Data supplied below:

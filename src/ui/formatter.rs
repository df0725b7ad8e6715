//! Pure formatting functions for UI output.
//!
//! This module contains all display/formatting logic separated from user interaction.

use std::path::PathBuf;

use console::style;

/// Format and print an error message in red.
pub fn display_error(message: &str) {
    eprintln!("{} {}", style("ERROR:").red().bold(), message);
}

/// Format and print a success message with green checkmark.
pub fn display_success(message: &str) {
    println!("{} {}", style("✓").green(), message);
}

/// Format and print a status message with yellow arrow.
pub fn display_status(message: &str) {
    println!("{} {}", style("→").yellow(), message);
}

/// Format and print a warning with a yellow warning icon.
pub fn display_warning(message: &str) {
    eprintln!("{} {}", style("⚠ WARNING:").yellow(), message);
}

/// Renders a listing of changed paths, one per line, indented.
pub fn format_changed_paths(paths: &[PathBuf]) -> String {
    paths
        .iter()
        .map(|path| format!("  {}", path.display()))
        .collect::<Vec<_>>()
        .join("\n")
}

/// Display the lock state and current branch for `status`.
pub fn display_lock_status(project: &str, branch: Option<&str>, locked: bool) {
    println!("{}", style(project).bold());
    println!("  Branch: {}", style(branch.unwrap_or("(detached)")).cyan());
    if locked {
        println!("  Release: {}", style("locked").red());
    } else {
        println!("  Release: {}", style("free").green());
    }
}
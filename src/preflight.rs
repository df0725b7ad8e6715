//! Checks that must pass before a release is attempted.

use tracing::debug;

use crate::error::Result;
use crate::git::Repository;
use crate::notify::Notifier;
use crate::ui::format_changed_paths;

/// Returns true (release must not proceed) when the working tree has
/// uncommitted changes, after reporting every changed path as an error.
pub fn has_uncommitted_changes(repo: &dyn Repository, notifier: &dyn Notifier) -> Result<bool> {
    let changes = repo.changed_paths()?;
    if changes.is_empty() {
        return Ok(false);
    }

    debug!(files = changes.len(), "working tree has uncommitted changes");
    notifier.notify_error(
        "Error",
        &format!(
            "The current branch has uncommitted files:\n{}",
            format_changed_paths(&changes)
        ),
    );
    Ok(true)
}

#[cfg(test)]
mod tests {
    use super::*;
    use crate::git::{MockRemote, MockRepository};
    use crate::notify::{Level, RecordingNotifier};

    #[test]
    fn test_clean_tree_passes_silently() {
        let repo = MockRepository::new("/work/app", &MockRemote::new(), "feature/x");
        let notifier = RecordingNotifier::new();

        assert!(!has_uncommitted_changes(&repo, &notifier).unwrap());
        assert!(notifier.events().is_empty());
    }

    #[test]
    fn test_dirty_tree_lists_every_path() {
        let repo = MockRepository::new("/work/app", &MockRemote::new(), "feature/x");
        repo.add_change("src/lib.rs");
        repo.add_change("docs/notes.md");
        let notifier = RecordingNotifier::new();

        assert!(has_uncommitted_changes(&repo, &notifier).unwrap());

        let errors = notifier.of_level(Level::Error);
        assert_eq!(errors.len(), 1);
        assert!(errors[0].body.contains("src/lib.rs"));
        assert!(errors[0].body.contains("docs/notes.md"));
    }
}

End of Data supplied.

### [What is required]
Where in the records does the word "PathBuf" appear? Copy each line that holds it.

### [Written response]
use std::path::PathBuf;
pub fn format_changed_paths(paths: &[PathBuf]) -> String {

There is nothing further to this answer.